Auction: An Anne Arundel County family's dream house, a $1.5 million mansion they built themselves, goes on the block.

BID IT GOODBYE

February 19, 1996|By Ellen Gamerman | Ellen Gamerman,SUN STAFF

Kassie Foundos flings open the door to her Georgian mansion.

"You were here the other day!" she gushes to a tall blond woman who smiles stiffly in response. "You had on black leather pants, I remember. Great outfit."

The woman barely looks Kassie in the eye and clicks in high heels across the marble foyer without being invited in. She doesn't give her name, and Kassie doesn't ask.

This is not a party. This is business.

Eager to free themselves of their Annapolis waterfront estate after watching it sit on the market untouched for two years, Kassie Foundos and her husband Mike are peddling their 16-room home the way other wealthy people sell paintings and race horses -- by putting it on the auction block.

This is no risk-free venture. The couple is offering the house they built themselves without so much as a minimum bid. The $1.5 million home may sell far above its market value -- or for as little as $1. Once the bidding starts, the Foundoses can't back out.

"I am not doing this to lose money, or just to make the mortgage payment," Mike said before the auction last Thursday. "I'm doing this to make money. You know what would satisfy me? Two million dollars."

But no one is mentioning money in this crowd at 3057 Rundelac Road.

Flute music floats up the high ceilings and around the double spiral staircases. Kassie's voice, laced with a slight Southern twang, fills the rooms with polite conversation. People eye the teak armoires, the family pictures, the walk-in closets. All the furnishings in the house are for sale.

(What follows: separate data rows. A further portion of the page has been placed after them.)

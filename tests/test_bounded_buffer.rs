// SPDX-License-Identifier: MIT
// SPDX-FileCopyrightText: 2025-2026 natyamatsya contributors
//
// Tests for BoundedBuffer: FIFO order, blocking at both ends, wraparound,
// and the snack-line stress scenario.

use std::sync::atomic::{AtomicBool, AtomicU64, AtomicUsize, Ordering};
use std::sync::Arc;
use std::thread;
use std::time::Duration;

use confsync::{dispose_item, make_item, BoundedBuffer, SyncError, WorkItem};

#[test]
fn zero_capacity_is_rejected() {
    let res = BoundedBuffer::<u32>::new(0);
    assert!(matches!(res, Err(SyncError::InvalidCapacity(0))));
}

#[test]
fn starts_empty() {
    let buf = BoundedBuffer::<u32>::new(4).expect("new");
    assert_eq!(buf.capacity(), 4);
    assert_eq!(buf.len(), 0);
    assert!(buf.is_empty());
    assert!(!buf.is_full());
}

#[test]
fn single_slot_round_trip() {
    let buf = BoundedBuffer::new(1).expect("new");
    buf.put(42);
    assert!(buf.is_full());
    assert_eq!(buf.take(), 42);
    assert!(buf.is_empty());
}

#[test]
fn fifo_across_wraparound() {
    let buf = BoundedBuffer::new(5).expect("new");
    for i in 1..=3 {
        buf.put(i);
    }
    assert_eq!(buf.take(), 1);
    assert_eq!(buf.take(), 2);
    // tail wraps past the end of the ring here
    for i in 4..=7 {
        buf.put(i);
    }
    assert_eq!(buf.len(), 5);
    assert!(buf.is_full());
    let out: Vec<_> = (0..5).map(|_| buf.take()).collect();
    assert_eq!(out, vec![3, 4, 5, 6, 7]);
    assert!(buf.is_empty());
}

#[test]
fn many_laps_keep_order() {
    let buf = BoundedBuffer::new(3).expect("new");
    let mut next_out = 0;
    for i in 0..100 {
        buf.put(i);
        if buf.is_full() {
            assert_eq!(buf.take(), next_out);
            next_out += 1;
        }
    }
    while !buf.is_empty() {
        assert_eq!(buf.take(), next_out);
        next_out += 1;
    }
    assert_eq!(next_out, 100);
}

#[test]
fn try_put_and_try_take() {
    let buf = BoundedBuffer::new(2).expect("new");
    assert_eq!(buf.try_take(), None);
    assert_eq!(buf.try_put("a"), Ok(()));
    assert_eq!(buf.try_put("b"), Ok(()));
    assert_eq!(buf.try_put("c"), Err("c"), "full buffer hands the item back");
    assert_eq!(buf.try_take(), Some("a"));
    assert_eq!(buf.try_put("c"), Ok(()));
    assert_eq!(buf.try_take(), Some("b"));
    assert_eq!(buf.try_take(), Some("c"));
    assert_eq!(buf.try_take(), None);
}

#[test]
fn destroy_drains_in_order() {
    let buf = BoundedBuffer::new(4).expect("new");
    buf.put(String::from("x"));
    buf.put(String::from("y"));
    buf.put(String::from("z"));
    let _ = buf.take();
    assert_eq!(buf.destroy(), vec!["y".to_string(), "z".to_string()]);
}

#[test]
fn destroy_empty() {
    let buf = BoundedBuffer::<u8>::new(2).expect("new");
    assert!(buf.destroy().is_empty());
}

#[test]
fn put_blocks_when_full() {
    let buf = Arc::new(BoundedBuffer::new(3).expect("new"));
    for i in 1..=3 {
        buf.put(i);
    }

    let placed = Arc::new(AtomicBool::new(false));
    let producer = {
        let buf = Arc::clone(&buf);
        let placed = Arc::clone(&placed);
        thread::spawn(move || {
            buf.put(4);
            placed.store(true, Ordering::SeqCst);
        })
    };

    thread::sleep(Duration::from_millis(50));
    assert!(!placed.load(Ordering::SeqCst), "4th put must wait for a slot");
    assert_eq!(buf.len(), 3);

    assert_eq!(buf.take(), 1);
    producer.join().unwrap();
    assert!(placed.load(Ordering::SeqCst));

    let rest: Vec<_> = (0..3).map(|_| buf.take()).collect();
    assert_eq!(rest, vec![2, 3, 4]);
}

#[test]
fn take_blocks_when_empty() {
    let buf = Arc::new(BoundedBuffer::new(2).expect("new"));
    let got = Arc::new(AtomicU64::new(0));

    let consumer = {
        let buf = Arc::clone(&buf);
        let got = Arc::clone(&got);
        thread::spawn(move || {
            got.store(buf.take(), Ordering::SeqCst);
        })
    };

    thread::sleep(Duration::from_millis(50));
    assert_eq!(got.load(Ordering::SeqCst), 0, "take must wait for an item");

    buf.put(9);
    consumer.join().unwrap();
    assert_eq!(got.load(Ordering::SeqCst), 9);
}

// P1 P2 C1 C2 in strict sequence.
#[test]
fn produce_produce_consume_consume() {
    let buf = Arc::new(BoundedBuffer::new(2).expect("new"));
    for id in 1..=2 {
        let b = Arc::clone(&buf);
        thread::spawn(move || b.put(make_item(id, "Burger", 0)))
            .join()
            .unwrap();
    }
    let mut ids = Vec::new();
    for _ in 0..2 {
        let b = Arc::clone(&buf);
        let item = thread::spawn(move || b.take()).join().unwrap();
        ids.push(item.id());
        dispose_item(item);
    }
    assert_eq!(ids, vec![1, 2]);
    assert!(buf.is_empty());
}

// C1 starts first and waits; P1 then satisfies it.
#[test]
fn consumer_before_producer() {
    let buf = Arc::new(BoundedBuffer::new(1).expect("new"));

    let consumer = {
        let buf = Arc::clone(&buf);
        thread::spawn(move || buf.take())
    };
    thread::sleep(Duration::from_millis(20));

    let b = Arc::clone(&buf);
    thread::spawn(move || b.put(make_item(7, "Wrap", 1)))
        .join()
        .unwrap();

    let item = consumer.join().unwrap();
    assert_eq!(item.id(), 7);
    assert_eq!(item.payload(), "Wrap");
    assert_eq!(item.origin(), 1);
}

#[test]
fn slow_producer_single_consumer() {
    let buf = Arc::new(BoundedBuffer::new(2).expect("new"));
    let count = 20u64;

    let producer = {
        let buf = Arc::clone(&buf);
        thread::spawn(move || {
            for i in 0..count {
                thread::sleep(Duration::from_micros(300));
                buf.put(i);
            }
        })
    };

    let received: Vec<_> = (0..count).map(|_| buf.take()).collect();
    producer.join().unwrap();

    assert_eq!(received, (0..count).collect::<Vec<_>>());
}

#[test]
fn fast_producer_slow_consumer() {
    let buf = Arc::new(BoundedBuffer::new(3).expect("new"));
    let count = 20u64;

    let producer = {
        let buf = Arc::clone(&buf);
        thread::spawn(move || {
            for i in 0..count {
                buf.put(i);
                assert!(buf.occupied() <= 3);
            }
        })
    };

    let mut received = Vec::new();
    for _ in 0..count {
        thread::sleep(Duration::from_micros(300));
        received.push(buf.take());
    }
    producer.join().unwrap();

    assert_eq!(received, (0..count).collect::<Vec<_>>());
}

// Snack line: 40 producers x 20 trays, 60 consumers, capacity 10.
#[test]
fn many_producers_many_consumers() {
    let producers = 40u64;
    let per_producer = 20u64;
    let consumers = 60u64;
    let capacity = 10;
    let total = producers * per_producer;

    let buf = Arc::new(BoundedBuffer::<WorkItem>::new(capacity).expect("new"));
    let produced_sum = Arc::new(AtomicU64::new(0));
    let consumed_sum = Arc::new(AtomicU64::new(0));
    let consumed = Arc::new(AtomicU64::new(0));
    let over_capacity = Arc::new(AtomicUsize::new(0));

    let mut handles = Vec::new();
    for p in 0..producers {
        let buf = Arc::clone(&buf);
        let produced_sum = Arc::clone(&produced_sum);
        let over = Arc::clone(&over_capacity);
        handles.push(thread::spawn(move || {
            for i in 0..per_producer {
                let id = p * per_producer + i + 1;
                produced_sum.fetch_add(id, Ordering::Relaxed);
                buf.put(make_item(id, "Sushi Roll", p as u32));
                if buf.occupied() > capacity {
                    over.fetch_add(1, Ordering::Relaxed);
                }
            }
        }));
    }

    // Split `total` as evenly as possible over the consumers.
    for c in 0..consumers {
        let quota = total / consumers + u64::from(c < total % consumers);
        let buf = Arc::clone(&buf);
        let consumed_sum = Arc::clone(&consumed_sum);
        let consumed = Arc::clone(&consumed);
        let over = Arc::clone(&over_capacity);
        handles.push(thread::spawn(move || {
            for _ in 0..quota {
                let item = buf.take();
                if buf.occupied() > capacity {
                    over.fetch_add(1, Ordering::Relaxed);
                }
                consumed_sum.fetch_add(item.id(), Ordering::Relaxed);
                consumed.fetch_add(1, Ordering::Relaxed);
                dispose_item(item);
            }
        }));
    }

    for h in handles {
        h.join().unwrap();
    }

    assert_eq!(consumed.load(Ordering::Relaxed), total);
    assert_eq!(
        produced_sum.load(Ordering::Relaxed),
        consumed_sum.load(Ordering::Relaxed)
    );
    assert_eq!(produced_sum.load(Ordering::Relaxed), total * (total + 1) / 2);
    assert_eq!(over_capacity.load(Ordering::Relaxed), 0);
    assert!(buf.is_empty());
    assert_eq!(buf.occupied(), 0);
}

#[test]
fn work_item_accessors_and_display() {
    let item = make_item(3, "Pizza Slice", 2);
    assert_eq!(item.id(), 3);
    assert_eq!(item.payload(), "Pizza Slice");
    assert_eq!(item.origin(), 2);
    assert_eq!(item.to_string(), "tray #3 (Pizza Slice, by cook 2)");
    assert_eq!(item, WorkItem::new(3, "Pizza Slice", 2));
    dispose_item(item);
}

#[test]
fn debug_reports_capacity_and_len() {
    let buf = BoundedBuffer::new(4).expect("new");
    buf.put(1u8);
    let s = format!("{buf:?}");
    assert!(s.contains("capacity: 4"));
    assert!(s.contains("len: 1"));
}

Guests who paid the $10 entrance fee down glasses of punch, followed by lemon squares, raspberry tarts and fudge-drizzled cakes. Several people mistake Kassie's mother, Kitty Ruttkay, for the hired help. She pours them champagne anyway.

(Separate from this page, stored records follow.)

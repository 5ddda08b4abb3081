// SPDX-License-Identifier: MIT
// SPDX-FileCopyrightText: 2025-2026 natyamatsya contributors
//
// Conference simulation driver.
//
// Usage:
//   conference_sim [all|schedule|snacks] [--config sim.toml] [overrides...]
//
// Runs the schedule board (readers-writers) and/or the snack line
// (producer-consumer) and exits non-zero if either run reports lost trays
// or overlapping critical sections.

use std::path::PathBuf;
use std::process::ExitCode;

use clap::{Parser, ValueEnum};
use tracing::{error, info};
use tracing_subscriber::fmt::time::uptime;
use tracing_subscriber::EnvFilter;

use confsync::sim::{self, SimConfig, SimError};

#[derive(Debug, Clone, Copy, PartialEq, Eq, ValueEnum)]
enum Module {
    All,
    Schedule,
    Snacks,
}

#[derive(Debug, Parser)]
#[command(name = "conference_sim", about = "Drive the schedule board and snack line simulations")]
struct Cli {
    /// Which simulation to run.
    #[arg(value_enum, default_value_t = Module::All)]
    module: Module,

    /// TOML file with simulation parameters.
    #[arg(long)]
    config: Option<PathBuf>,

    /// Log filter used when RUST_LOG is unset.
    #[arg(long, default_value = "info")]
    log_level: String,

    /// Skip every random pause.
    #[arg(long)]
    no_jitter: bool,

    #[arg(long)]
    readers: Option<usize>,

    #[arg(long)]
    writers: Option<usize>,

    #[arg(long)]
    attendees: Option<usize>,

    #[arg(long)]
    cooks: Option<usize>,

    /// Snack counter capacity.
    #[arg(long)]
    capacity: Option<usize>,
}

impl Cli {
    fn sim_config(&self) -> Result<SimConfig, SimError> {
        let mut cfg = match &self.config {
            Some(path) => SimConfig::load(path)?,
            None => SimConfig::default(),
        };
        if self.no_jitter {
            cfg = cfg.without_jitter();
        }
        if let Some(n) = self.readers {
            cfg.schedule.readers = n;
        }
        if let Some(n) = self.writers {
            cfg.schedule.writers = n;
        }
        if let Some(n) = self.attendees {
            cfg.snacks.attendees = n;
        }
        if let Some(n) = self.cooks {
            cfg.snacks.cooks = n;
        }
        if let Some(n) = self.capacity {
            cfg.snacks.buffer_capacity = n;
        }
        cfg.validate()?;
        Ok(cfg)
    }
}

fn run(cli: &Cli) -> Result<bool, SimError> {
    let cfg = cli.sim_config()?;
    let mut clean = true;

    info!("conference simulation start");
    if matches!(cli.module, Module::All | Module::Schedule) {
        info!("=== readers-writers (schedule board) ===");
        let report = sim::schedule::run(&cfg)?;
        info!(?report, "schedule board closed");
        clean &= report.is_clean();
    }
    if matches!(cli.module, Module::All | Module::Snacks) {
        info!("=== producer-consumer (snacks) ===");
        let report = sim::snacks::run(&cfg)?;
        info!(?report, "snack line closed");
        clean &= report.is_clean();
    }
    info!("conference simulation complete");
    Ok(clean)
}

fn main() -> ExitCode {
    let cli = Cli::parse();

    let filter = EnvFilter::try_from_default_env()
        .unwrap_or_else(|_| EnvFilter::new(&cli.log_level));
    tracing_subscriber::fmt()
        .with_env_filter(filter)
        .with_timer(uptime())
        .with_thread_names(true)
        .init();

    match run(&cli) {
        Ok(true) => ExitCode::SUCCESS,
        Ok(false) => {
            error!("simulation finished with violations");
            ExitCode::FAILURE
        }
        Err(e) => {
            error!(error = %e, "simulation failed");
            ExitCode::FAILURE
        }
    }
}
// SPDX-License-Identifier: MIT
// SPDX-FileCopyrightText: 2025-2026 natyamatsya contributors
//
// Primitive throughput benchmarks.
//
// Run with:
//   cargo bench --bench primitives
//
// Groups:
//   rw_lock        - uncontended read and write acquire/release cycles
//   bounded_buffer - put/take through buffers of several capacities
//   spsc           - one producer thread feeding one consumer

use std::sync::Arc;
use std::thread;

use criterion::{black_box, criterion_group, criterion_main, BenchmarkId, Criterion, Throughput};

use confsync::{BoundedBuffer, RwCell, WriterPriorityRwLock};

const CAPACITIES: &[usize] = &[1, 8, 64];

// ---------------------------------------------------------------------------
// Reader-writer lock
// ---------------------------------------------------------------------------

fn bench_rw_lock(c: &mut Criterion) {
    let mut group = c.benchmark_group("rw_lock");
    group.throughput(Throughput::Elements(1));

    let lock = WriterPriorityRwLock::new().expect("rw lock");
    group.bench_function("read_cycle", |b| {
        b.iter(|| {
            lock.acquire_read();
            lock.release_read();
        });
    });
    group.bench_function("write_cycle", |b| {
        b.iter(|| {
            lock.acquire_write();
            lock.release_write();
        });
    });

    let cell = RwCell::new(0u64).expect("rw cell");
    group.bench_function("cell_read", |b| b.iter(|| black_box(*cell.read())));
    group.bench_function("cell_write", |b| b.iter(|| *cell.write() += 1));

    group.finish();
}

// ---------------------------------------------------------------------------
// Bounded buffer, single thread
// ---------------------------------------------------------------------------

fn bench_put_take(c: &mut Criterion) {
    let mut group = c.benchmark_group("bounded_buffer");
    group.throughput(Throughput::Elements(1));

    for &cap in CAPACITIES {
        let buf = BoundedBuffer::new(cap).expect("buffer");
        group.bench_with_input(BenchmarkId::from_parameter(cap), &buf, |b, buf| {
            b.iter(|| {
                buf.put(black_box(7u64));
                black_box(buf.take())
            });
        });
    }

    group.finish();
}

// ---------------------------------------------------------------------------
// Bounded buffer, producer thread -> consumer thread
// ---------------------------------------------------------------------------

fn bench_spsc(c: &mut Criterion) {
    const BATCH: u64 = 1024;

    let mut group = c.benchmark_group("spsc");
    group.throughput(Throughput::Elements(BATCH));

    for &cap in CAPACITIES {
        group.bench_with_input(BenchmarkId::from_parameter(cap), &cap, |b, &cap| {
            let buf = Arc::new(BoundedBuffer::new(cap).expect("buffer"));
            b.iter(|| {
                let producer = {
                    let buf = Arc::clone(&buf);
                    thread::spawn(move || {
                        for i in 0..BATCH {
                            buf.put(i);
                        }
                    })
                };
                let mut sum = 0u64;
                for _ in 0..BATCH {
                    sum += buf.take();
                }
                producer.join().expect("producer");
                black_box(sum)
            });
        });
    }

    group.finish();
}

criterion_group!(benches, bench_rw_lock, bench_put_take, bench_spsc);
criterion_main!(benches);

Three local Realtors stand in a circle, talking in hushed tones about what they think the house is really worth. Originally $1.5 million, the price dropped to $1.3 million just before the Foundoses pulled it off the market. These agents suspect it's worth much less.

Truly rich people "don't get swerved by emotion at auctions," says Realtor Joyce Roper. "That's really something you find more in the $250,000 to $500,000 range." Nearby, Ellen Bernstein, the woman who paid $1.7 million for Ragged Island at another auction, describes the eight-wheel car she bought to traverse her new land. (It's like a tank, but without the guns.)

Two women in the kitchen gab about liposuction. The flute player, hovering by the catered spread, meets an inquisitive glance. "I was hungry," he says, munching a cheese cube. "Can't I eat?"

Kassie is dressed in a rich creme-colored crepe suit, with silk buttons and a pearl choker wrapped around her neck. She looks as if she could be at a wedding, and wrings her hands with the same nervous energy a mother might as she waits for her daughter to walk down the aisle.

In a few minutes, at 6 p.m., several men in suits from an Alabama-based national auction company will corral the roughly 100 guests into a room, blow whistles, point fingers and shout numbers in Southern accents. It is a fast-paced business game that will leave one of these strangers with the house of the Foundoses' dreams.

In a far corner of the kitchen, Mike Foundos stands quietly, dressed in a black "funeral suit," as he calls it. He is waiting for the auction to start. He has grown testy over the past few days, watching 400 people tour the mansion but hearing not a single estimate of how much they will bid. Now, he just wants the ordeal to be over -- in a seven-digit kind of way.

"Am I happy today?" he asks dryly. "Ask me at 6:05 p.m."

When the Foundos family built this luxury estate near the South River in 1989, they had created a successful commercial real estate company with 20 shopping centers and office buildings across Anne Arundel County. The Washington-area natives were eager to move out of their smaller place on Catrina Lane in Annapolis, where they lived with their four children.

From the start, Mike, 50, and Kassie, 46, considered the home on Rundelac an investment. They were looking for buyers even before construction trucks roared onto the empty lot.

Spared no expense

The family spared no expense designing and building the estate, which they call the biggest in the city. It boasts imported marble under foot, soaring ceilings overhead, a pier, a boatlift, four fireplaces, two laundry rooms and huge windows throughout. Every one of the rooms in the red-brick mansion has something the Foundoses always wanted -- from the spectacular bathtub view to the playroom big enough to bowl in.

They built the home in a remote section of Annapolis along Aberdeen Creek on a 4-acre lot -- even the horse pasture across the street wasn't there when they moved in. The family cherished its privacy and created a haven.